Saved entries

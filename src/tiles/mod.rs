pub mod downloader;
pub mod source;

use std::path::PathBuf;

use crate::core::geo::{Point, TileCoord};

/// Lifecycle of a tile in the active viewport set.
///
/// Transitions are monotonic: `Pending -> Loading -> Done`. A tile that is
/// already `Done` never goes back; late completions for it are discarded.
#[derive(Debug, Clone, Copy, PartialEq, Eq)]
pub enum TileState {
    /// Created by a visibility pass, not yet handed to the fetch service
    Pending,
    /// Submitted to the fetch service, waiting for a completion
    Loading,
    /// Content resolved (or the tile was evicted and terminated)
    Done,
}

/// A tile tracked by the active viewport set.
///
/// Identity is the coordinate; the screen position is derived from it and
/// owned by the viewport manager, never touched by the fetch path.
#[derive(Debug, Clone)]
pub struct Tile {
    pub coord: TileCoord,
    pub state: TileState,
    pub screen_position: Point,
    /// Local cache file path, set once content is available
    pub source_path: Option<PathBuf>,
}

impl Tile {
    pub fn new(coord: TileCoord, tile_size: u32) -> Self {
        Self {
            coord,
            state: TileState::Pending,
            screen_position: Point::new(
                coord.x as f64 * tile_size as f64,
                coord.y as f64 * tile_size as f64,
            ),
            source_path: None,
        }
    }

    pub fn is_done(&self) -> bool {
        self.state == TileState::Done
    }
}
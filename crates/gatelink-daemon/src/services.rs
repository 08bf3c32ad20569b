//! Services hosted by the daemon itself.

use gatelink_connector::{
    BAD_REQUEST, ConnectorMetrics, Context, Reply, Runtime, ServiceDirectory, ServiceRef, Subscription,
    SubscriptionRegistry,
};
use gatelink_core::{Envelope, NodeIdentity, Payload, keys};
use serde_json::{Value, json};
use std::cell::Cell;
use std::sync::atomic::{AtomicBool, Ordering};
use std::time::Instant;

/// Default service: answers commands and stats, takes any public event.
pub const CONSOLE: &str = "console";
/// Sink for answers to requests issued from the command line.
pub const CLI: &str = "cli";

const COMMANDS: &[(&str, &str)] = &[
    ("help", "list commands"),
    ("echo", "return the request payload"),
    ("uptime", "seconds since the daemon started"),
];

pub struct LocalServices {
    default: String,
    started: Instant,
    metrics: Cell<ConnectorMetrics>,
}

impl LocalServices {
    pub fn new(default: impl Into<String>) -> Self {
        Self {
            default: default.into(),
            started: Instant::now(),
            metrics: Cell::new(ConnectorMetrics::default()),
        }
    }

    /// Latest connector counters, served as the `connector` stats.
    pub fn record(&self, metrics: ConnectorMetrics) {
        self.metrics.set(metrics);
    }

    fn uptime(&self) -> u64 {
        self.started.elapsed().as_secs()
    }
}

fn answer(data: Value) -> Reply {
    let mut payload = Payload::new();
    payload.insert(keys::RESULT.into(), 0.into());
    payload.insert(keys::DATA.into(), data);
    Reply::Ready(payload)
}

fn refuse(comment: String) -> Reply {
    let mut payload = Payload::new();
    payload.insert(keys::RESULT.into(), BAD_REQUEST.into());
    payload.insert(keys::COMMENT.into(), comment.into());
    Reply::Ready(payload)
}

impl ServiceDirectory for LocalServices {
    fn resolve(&self, name: &str) -> Option<ServiceRef> {
        (name == self.default || name == CLI).then(|| ServiceRef::new(name))
    }

    fn is_public(&self, service: &ServiceRef, _event: &str) -> bool {
        service.name() == self.default
    }

    fn command(&self, service: &ServiceRef, command: &str, request: &Envelope) -> Reply {
        if service.name() != self.default {
            return refuse(format!("Service '{service}' takes no commands"));
        }
        match command.split_whitespace().next().unwrap_or_default() {
            "help" => answer(COMMANDS.iter().map(|(name, text)| (name.to_string(), json!(text))).collect()),
            "echo" => {
                let echoed: Payload = request
                    .payload
                    .iter()
                    .filter(|(key, _)| !key.starts_with("__"))
                    .map(|(key, value)| (key.clone(), value.clone()))
                    .collect();
                answer(Value::Object(echoed))
            }
            "uptime" => answer(json!(self.uptime())),
            other => refuse(format!("Unknown command '{other}'")),
        }
    }

    fn stats(&self, service: &ServiceRef, stats: &str, _request: &Envelope) -> Reply {
        if service.name() != self.default {
            return refuse(format!("Service '{service}' has no stats"));
        }
        match stats {
            "connector" => answer(serde_json::to_value(self.metrics.get()).unwrap_or_default()),
            "uptime" => answer(json!(self.uptime())),
            other => refuse(format!("Unknown stats '{other}'")),
        }
    }
}

/// Subscriptions fixed by the configuration file.
pub struct ConfiguredSubscriptions(pub Vec<Subscription>);

impl SubscriptionRegistry for ConfiguredSubscriptions {
    fn subscriptions(&self, _connector: &str) -> Vec<Subscription> {
        self.0.clone()
    }
}

#[derive(Default)]
pub struct LocalRuntime {
    playing: AtomicBool,
}

impl Runtime for LocalRuntime {
    fn is_playing(&self) -> bool {
        self.playing.load(Ordering::Relaxed)
    }

    fn play(&self) -> i64 {
        self.playing.store(true, Ordering::Relaxed);
        0
    }

    fn pause(&self) -> i64 {
        self.playing.store(false, Ordering::Relaxed);
        0
    }
}

/// Everything a connector is lent while the daemon runs.
pub struct LocalHost {
    pub node: NodeIdentity,
    pub services: LocalServices,
    pub subscriptions: ConfiguredSubscriptions,
    pub runtime: LocalRuntime,
}

impl LocalHost {
    pub fn new(node: NodeIdentity, subscriptions: Vec<Subscription>) -> Self {
        let services = LocalServices::new(node.service.clone());
        Self {
            node,
            services,
            subscriptions: ConfiguredSubscriptions(subscriptions),
            runtime: LocalRuntime::default(),
        }
    }

    pub fn cx(&self) -> Context<'_> {
        Context {
            node: &self.node,
            services: &self.services,
            subscriptions: &self.subscriptions,
            runtime: &self.runtime,
        }
    }
}

#[cfg(test)]
mod tests {
    use super::*;

    fn request(payload: Value) -> Envelope {
        let Value::Object(payload) = payload else {
            panic!("payload must be an object");
        };
        Envelope::new(gatelink_core::events::REMOTE_COMMAND, payload)
    }

    fn ready(reply: Reply) -> Payload {
        match reply {
            Reply::Ready(payload) => payload,
            Reply::Pending => panic!("local services answer immediately"),
        }
    }

    #[test]
    fn resolves_default_and_cli_only() {
        let services = LocalServices::new(CONSOLE);
        assert!(services.resolve(CONSOLE).is_some());
        assert!(services.resolve(CLI).is_some());
        assert!(services.resolve("store").is_none());
    }

    #[test]
    fn echo_strips_reserved_keys() {
        let services = LocalServices::new(CONSOLE);
        let console = ServiceRef::new(CONSOLE);
        let payload = ready(services.command(
            &console,
            "echo",
            &request(json!({"__command__": "echo", "text": "hi"})),
        ));
        assert_eq!(payload[keys::RESULT], 0);
        assert_eq!(payload[keys::DATA], json!({"text": "hi"}));
    }

    #[test]
    fn unknown_command_is_refused() {
        let services = LocalServices::new(CONSOLE);
        let payload = ready(services.command(&ServiceRef::new(CONSOLE), "reboot now", &request(json!({}))));
        assert_eq!(payload[keys::RESULT], BAD_REQUEST);
        assert_eq!(payload[keys::COMMENT], "Unknown command 'reboot'");
    }

    #[test]
    fn help_lists_commands() {
        let services = LocalServices::new(CONSOLE);
        let payload = ready(services.command(&ServiceRef::new(CONSOLE), "help", &request(json!({}))));
        assert!(payload[keys::DATA].get("uptime").is_some());
    }

    #[test]
    fn connector_stats_reflect_recorded_metrics() {
        let services = LocalServices::new(CONSOLE);
        services.record(ConnectorMetrics {
            sessions_opened: 3,
            ..ConnectorMetrics::default()
        });
        let payload = ready(services.stats(&ServiceRef::new(CONSOLE), "connector", &request(json!({}))));
        assert_eq!(payload[keys::DATA]["sessions_opened"], 3);
    }

    #[test]
    fn cli_sink_takes_no_requests() {
        let services = LocalServices::new(CONSOLE);
        let payload = ready(services.command(&ServiceRef::new(CLI), "help", &request(json!({}))));
        assert_eq!(payload[keys::RESULT], BAD_REQUEST);
    }

    #[test]
    fn runtime_toggles() {
        let runtime = LocalRuntime::default();
        assert!(!runtime.is_playing());
        assert_eq!(runtime.play(), 0);
        assert!(runtime.is_playing());
        assert_eq!(runtime.pause(), 0);
        assert!(!runtime.is_playing());
    }
}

» **Required action**: Reproduce exactly the line bearing "assert!(runtime.is_playing());" and all the lines that come after it in the records above; add nothing.

» **Problem solution**:
        assert!(runtime.is_playing());
        assert_eq!(runtime.pause(), 0);
        assert!(!runtime.is_playing());
    }
}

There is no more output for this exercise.